Many good things are offered: an excellent account of colonies and colonisation, a wonderful presentation of the Persian Wars through the prism of the playwright Aeschylus, a dynamic unfolding of a changing political and literary culture. Many things are absent from what one might imagine to be a balanced picture. The book is much stronger on literature and literary culture than on archaeology, art, philosophy or history – all areas of crucial Hellenic interventions and all areas where the rich evidence nuances our understanding. Hall spends too long on the Bronze Age (guided by the texts of Homer and Hesiod and less by archaeological evidence) and on the Classical moment, while the great extent of Roman Greece and of the turn to Christianity (where many of the finest intellectuals and writers were cultured Greek speakers) are given just a chapter each.
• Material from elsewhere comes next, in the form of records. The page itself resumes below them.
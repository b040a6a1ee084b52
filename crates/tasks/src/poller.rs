//! Background polling of one in-flight job.

use std::sync::Arc;

use dreamcanvas_jimeng::SubmissionResult;
use tokio::time::Instant;
use tokio_util::sync::CancellationToken;

use crate::registry::{PollStep, RegistryInner};

/// Error code of polls that failed without a client code.
pub const POLL_FAILED_CODE: &str = "poll_failed";

/// Poll `history_id` until the task is terminal, times out, loses its poll
/// context, or `cancel` fires.
pub(crate) async fn poll_task(
    inner: Arc<RegistryInner>,
    task_id: String,
    history_id: String,
    started: Instant,
    cancel: CancellationToken,
) {
    tracing::debug!(task_id = %task_id, "Poller started");

    loop {
        tokio::select! {
            _ = cancel.cancelled() => break,
            _ = tokio::time::sleep(inner.config.poll_interval) => {}
        }

        if !inner.is_polling(&task_id).await {
            break;
        }
        if started.elapsed() > inner.config.poll_timeout {
            inner.expire(&task_id).await;
            break;
        }

        let result = tokio::select! {
            _ = cancel.cancelled() => break,
            result = inner.client.fetch_status(&history_id) => result,
        };
        let result = result.unwrap_or_else(|e| {
            tracing::warn!(task_id = %task_id, error = %e, "Status poll failed");
            let code = e.code().unwrap_or_else(|| POLL_FAILED_CODE.to_string());
            SubmissionResult::failed(history_id.as_str(), code, e.message())
        });

        if inner.apply_result(&task_id, result).await == PollStep::Stop {
            break;
        }
    }

    tracing::debug!(task_id = %task_id, "Poller exited");
}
She offers nothing about the great era of Byzantine Greece, when the Roman Empire's capital moved to Constantinople, as if the ancient Greeks somehow ended with the rise of the Church, despite the fact that all the ancient Greek literature and learning on which her story depends was lovingly preserved, copied, edited and taught for over a 1,000 years in Byzantium.
Hall's story is thus beautifully packaged, but strangely conservative. It accepts the traditional break at the point of Christianity and, especially in her insistence on the individual, it returns us to a historical model of great men (mainly) initiating action. Leaders come to stand for the groups and communities that they lead and their initiatives (as opposed to their responses to the pressures of those groups in historical circumstances) come to direct the thrust of history. It may be so. But as Hall admits, many scholars emphasise other factors than individual excellence in shaping history. Her account is of course personal. A story less secularist or hedonistic would have given more space to the ascetic strand of ancient polytheism from Pythagoras to Plotinus, to which the Christians owed so much.
Jas’ Elsner is Humfry Payne Senior Research Fellow in Classical Archaeology at Corpus Christi College Oxford and Visiting Professor of Art and Religion, University of Chicago.